The harsh reality… It’s really hard to keep my mouth shut but I’m sure I’d spoil it all for you if I comment on this page in any way. I can only hope you enjoy and are still curious what the next will bring. There’s still a ton to learn about those two~
My apartment is slowly starting to look like a real home! At least I have a desk and a chair so I’m happy haha, who needs anything else anyway, right? I sit in front of the computer all day anyway~ One sad piece of info is that part of my wardrobe was damaged in transport so I’ll have to wait until 12th when it can be replaced, ugh. We’re waiting for the fridge and washing machine this week, finally, I’ll be able to cook! Eating out is nice and all but it takes a lot of time. I’d rather draw. I feel kind of drawing deprived this weekend, not sure why, hm.
LIVING IN JAPAN CORNER #9
My coworkers told me that 3rd of February is actually a traditional annual event in Japan – Setsubun! I had no idea about it so I’m going to share what I’ve learned.

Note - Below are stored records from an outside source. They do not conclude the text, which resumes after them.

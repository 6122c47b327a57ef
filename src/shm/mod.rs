//! SHM buffer handling.
//!
//! The wire library does not ship a `wl_shm` implementation, so the
//! frontend carries its own: `wl_shm.create_pool` maps the client's fd,
//! `wl_shm_pool` hands out buffers described by offset/size/stride, and
//! attached buffers are resolved into [`ShmView`]s the coordinator can read.
//! Advertised formats are `argb8888` and `xrgb8888`, the two the protocol
//! mandates.

mod pool;

use std::sync::Arc;

use tracing::debug;
use wayland_server::protocol::wl_buffer::{self, WlBuffer};
use wayland_server::protocol::wl_shm::{self, Format, WlShm};
use wayland_server::protocol::wl_shm_pool::{self, WlShmPool};
use wayland_server::{
    Client, DataInit, Dispatch, DisplayHandle, GlobalDispatch, New, Resource, WEnum,
};

use crate::handlers::Dispatcher;

pub use pool::{Pool, ResizeError, ShmView};

/// User data of a `wl_shm_pool` resource.
#[derive(Debug)]
pub struct ShmPoolData {
    pool: Arc<Pool>,
}

/// User data of an SHM-backed `wl_buffer` resource.
#[derive(Debug)]
pub struct ShmBufferData {
    pool: Arc<Pool>,
    /// Byte offset of the buffer inside the pool.
    pub offset: i32,
    /// Width in pixels.
    pub width: i32,
    /// Height in pixels.
    pub height: i32,
    /// Bytes per row.
    pub stride: i32,
    /// Pixel format.
    pub format: Format,
}

impl ShmBufferData {
    pub(crate) fn new(
        pool: Arc<Pool>,
        offset: i32,
        width: i32,
        height: i32,
        stride: i32,
        format: Format,
    ) -> Self {
        ShmBufferData {
            pool,
            offset,
            width,
            height,
            stride,
            format,
        }
    }
}

/// Resolves a buffer into its dimensions and a shared view of its bytes.
/// Returns `None` for buffers that are not SHM-backed.
pub fn buffer_contents(buffer: &WlBuffer) -> Option<(i32, i32, i32, ShmView)> {
    let data = buffer.data::<ShmBufferData>()?;
    let len = (data.stride as usize).saturating_mul(data.height as usize);
    let view = ShmView::new(data.pool.clone(), data.offset as usize, len);
    Some((data.width, data.height, data.stride, view))
}

impl GlobalDispatch<WlShm, ()> for Dispatcher {
    fn bind(
        _state: &mut Self,
        _handle: &DisplayHandle,
        _client: &Client,
        resource: New<WlShm>,
        _global_data: &(),
        data_init: &mut DataInit<'_, Self>,
    ) {
        let shm = data_init.init(resource, ());
        shm.format(Format::Argb8888);
        shm.format(Format::Xrgb8888);
    }
}

impl Dispatch<WlShm, ()> for Dispatcher {
    fn request(
        _state: &mut Self,
        _client: &Client,
        shm: &WlShm,
        request: wl_shm::Request,
        _data: &(),
        _dhandle: &DisplayHandle,
        data_init: &mut DataInit<'_, Self>,
    ) {
        match request {
            wl_shm::Request::CreatePool { id, fd, size } => {
                if size <= 0 {
                    shm.post_error(wl_shm::Error::InvalidStride, "pool size must be positive");
                    return;
                }
                match Pool::new(fd, size as usize) {
                    Ok(pool) => {
                        data_init.init(id, ShmPoolData { pool });
                    }
                    Err(err) => {
                        shm.post_error(wl_shm::Error::InvalidFd, format!("mmap failed: {err}"));
                    }
                }
            }
            _ => {}
        }
    }
}

impl Dispatch<WlShmPool, ShmPoolData> for Dispatcher {
    fn request(
        _state: &mut Self,
        _client: &Client,
        pool: &WlShmPool,
        request: wl_shm_pool::Request,
        data: &ShmPoolData,
        _dhandle: &DisplayHandle,
        data_init: &mut DataInit<'_, Self>,
    ) {
        match request {
            wl_shm_pool::Request::CreateBuffer {
                id,
                offset,
                width,
                height,
                stride,
                format,
            } => {
                let format = match format {
                    WEnum::Value(format @ (Format::Argb8888 | Format::Xrgb8888)) => format,
                    WEnum::Value(other) => {
                        pool.post_error(
                            wl_shm::Error::InvalidFormat,
                            format!("format {other:?} is not advertised"),
                        );
                        return;
                    }
                    WEnum::Unknown(raw) => {
                        pool.post_error(
                            wl_shm::Error::InvalidFormat,
                            format!("unknown format 0x{raw:x}"),
                        );
                        return;
                    }
                };

                if offset < 0
                    || width <= 0
                    || height <= 0
                    || (stride as i64) < (width as i64) * 4
                    || (offset as i64) + (stride as i64) * (height as i64)
                        > data.pool.size() as i64
                {
                    pool.post_error(
                        wl_shm::Error::InvalidStride,
                        format!(
                            "invalid buffer geometry: offset {offset}, {width}x{height}, stride {stride}"
                        ),
                    );
                    return;
                }

                data_init.init(
                    id,
                    ShmBufferData::new(data.pool.clone(), offset, width, height, stride, format),
                );
            }
            wl_shm_pool::Request::Resize { size } => {
                if size <= 0 {
                    pool.post_error(wl_shm::Error::InvalidFd, "pool size must be positive");
                    return;
                }
                if let Err(err) = data.pool.resize(size as usize) {
                    pool.post_error(wl_shm::Error::InvalidFd, format!("resize failed: {err}"));
                }
            }
            wl_shm_pool::Request::Destroy => {
                // Buffers keep the mapping alive through their own Arc.
            }
            _ => {}
        }
    }
}

impl Dispatch<WlBuffer, ShmBufferData> for Dispatcher {
    fn request(
        _state: &mut Self,
        _client: &Client,
        _buffer: &WlBuffer,
        request: wl_buffer::Request,
        _data: &ShmBufferData,
        _dhandle: &DisplayHandle,
        _data_init: &mut DataInit<'_, Self>,
    ) {
        match request {
            wl_buffer::Request::Destroy => {}
            _ => {}
        }
    }

    fn destroyed(
        state: &mut Self,
        _client: wayland_server::backend::ClientId,
        buffer: &WlBuffer,
        _data: &ShmBufferData,
    ) {
        debug!("buffer destroyed");
        state.ctx.cache().lock().scrub_buffer(&buffer.id());
    }
}
//! Small shared utilities: identifiers, geometry and serials.

pub mod geometry;
pub mod ids;
pub mod serial;

pub use geometry::{Area, Position, Size};
pub use ids::{RegionId, SurfaceId};
pub use serial::{Serial, SerialCounter};

/// Returns the current monotonic time in milliseconds, truncated to the
/// 32 bits the wire protocol carries.
pub fn monotonic_ms() -> u32 {
    let mut tp = libc::timespec {
        tv_sec: 0,
        tv_nsec: 0,
    };
    // Cannot fail for CLOCK_MONOTONIC with a valid pointer.
    unsafe { libc::clock_gettime(libc::CLOCK_MONOTONIC, &mut tp) };
    (tp.tv_sec as u64)
        .wrapping_mul(1000)
        .wrapping_add(tp.tv_nsec as u64 / 1_000_000) as u32
}
//! `wl_output` globals, one per advertised output.

use tracing::debug;
use wayland_server::protocol::wl_output::{self, Mode, Subpixel, Transform, WlOutput};
use wayland_server::{
    Client, DataInit, Dispatch, DisplayHandle, GlobalDispatch, New, Resource,
};

use super::Dispatcher;
use crate::coordinator::OutputRecord;

impl GlobalDispatch<WlOutput, OutputRecord> for Dispatcher {
    fn bind(
        state: &mut Self,
        _handle: &DisplayHandle,
        _client: &Client,
        resource: New<WlOutput>,
        record: &OutputRecord,
        data_init: &mut DataInit<'_, Self>,
    ) {
        let output = data_init.init(resource, ());
        debug!(
            id = ?output.id(),
            name = %record.name,
            width = record.area.size.width,
            height = record.area.size.height,
            "bound output"
        );

        output.geometry(
            record.area.pos.x,
            record.area.pos.y,
            record.physical_size.width,
            record.physical_size.height,
            Subpixel::Unknown,
            record.make.clone(),
            record.model.clone(),
            Transform::Normal,
        );
        output.mode(
            Mode::Current,
            record.area.size.width,
            record.area.size.height,
            record.refresh,
        );
        if output.version() >= 2 {
            output.scale(1);
            output.done();
        }

        state.ctx.facade().add_general_resource(output.id());
    }
}

impl Dispatch<WlOutput, ()> for Dispatcher {
    fn request(
        _state: &mut Self,
        _client: &Client,
        _output: &WlOutput,
        request: wl_output::Request,
        _data: &(),
        _dhandle: &DisplayHandle,
        _data_init: &mut DataInit<'_, Self>,
    ) {
        match request {
            wl_output::Request::Release => {}
            _ => {}
        }
    }

    fn destroyed(
        state: &mut Self,
        _client: wayland_server::backend::ClientId,
        output: &WlOutput,
        _data: &(),
    ) {
        debug!("output unbound");
        state.ctx.facade().remove_general_resource(&output.id());
    }
}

The event is connected to the change of seasons. Yes, actually, spring is already coming to Japan! If you follow my Instagram account I already posted some first sakura blooms from today’s stroll around Shinjuku gardens. So Setsubun is a celebration of winter going away and spring coming back. The name literally means “seasonal division” too. Spring also means spring cleaning so it’s a perfect moment to cleanse your household of evil demons and what not that managed to sneak in during the winter. You basically shout at them and throw roasted beans, it’s very effective.
That’s what I read about Setsubun anyway. My coworkers laughed that Setsubun is kind of a Japanese Halloween, a celebration involving monsters and sweets. Nobody likes to have beans thrown around the house so you use candy instead. Usually, a daddy or grandpa would wear a monster mask and scare the kids though (kind of a role reversal, eh?). They also have special shows in shrines as well, dancing oni look very interesting. Different parts of Japan have different unique traditions connected to Setsubun too, like eating a whole sushi roll while facing a certain direction (this is from Kansai).
I didn’t take part in the celebrations but it was interesting to learn something new about Japan! At least now I know why they started to sell oni-shaped mochi in sweets shops!